Raymond MacFadyen would go on to organise Doctor Who exhibitions in Kilmarnock, Nairn, Forfar, Dunfermline, Stirling and Motherwell, while one of the people behind PaisleyCon, Stuart Halliday, persuaded the Museum Of Childhood in Edinburgh that the capital shouldn’t be left out. Their exhibition ran through the summer of 1990 and included a visit from Sophie Aldred who played companion Ace. The tour buses in the capital even began stopping on the road outside the museum so that their passengers could photograph the Dalek in the window.

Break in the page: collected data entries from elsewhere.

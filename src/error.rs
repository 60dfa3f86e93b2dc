//! Error types for the pose tracker.

use thiserror::Error;

/// Why a calibration run produced no usable offset
#[derive(Error, Debug, Clone, Copy, PartialEq, Eq)]
pub enum CalibrationError {
    /// No face or body was detected during the whole window
    #[error("no calibration samples were collected")]
    Empty,

    /// The averaged offset contains NaN or infinity
    #[error("calibration offset contains non-finite values")]
    Invalid,
}

/// Main error type for the library
#[derive(Error, Debug)]
pub enum TrackerError {
    /// A required landmark is absent from the detector output
    #[error("landmark {index} missing from detector output")]
    MissingLandmark { index: usize },

    /// A vector or ratio used for an angle is too small to be meaningful
    #[error("degenerate geometry: {0}")]
    DegenerateGeometry(&'static str),

    /// Calibration failed and will be retried
    #[error("calibration failed: {0}")]
    Calibration(#[from] CalibrationError),

    /// The external landmark detector rejected a frame
    #[error("detector failure: {0}")]
    Detector(String),

    /// Configuration out of range
    #[error("configuration error: {0}")]
    Config(String),

    /// Config or frame JSON could not be parsed
    #[error("JSON error: {0}")]
    Json(#[from] serde_json::Error),
}

/// Convenience type alias for Results with our Error type
pub type Result<T> = std::result::Result<T, TrackerError>;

Meanwhile back in Paisley in 1992 the museum brought the Behind The Sofa exhibition from London’s Museum Of The Moving Image north of the border and this time it was opened by the third Doctor, Jon Pertwee. The associated convention with the new exhibition was organised by ex-Who producer John Nathan-Turner who, under the banner of The Doctor Who Roadshow, brought the Brigadier, Nicolas Courtney, the Doctor’s grand-daughter, Carole Anne Ford, and the fourth Doctor himself, Tom Baker, to a sell-out crowd.
It does leave you wondering though if that young Paisley Doctor Who fan, David McDonald, ever made it to any of those events back then. Perhaps, perhaps not. Maybe he was too busy listening to the Pet Shop Boys and changing his name to David Tennant.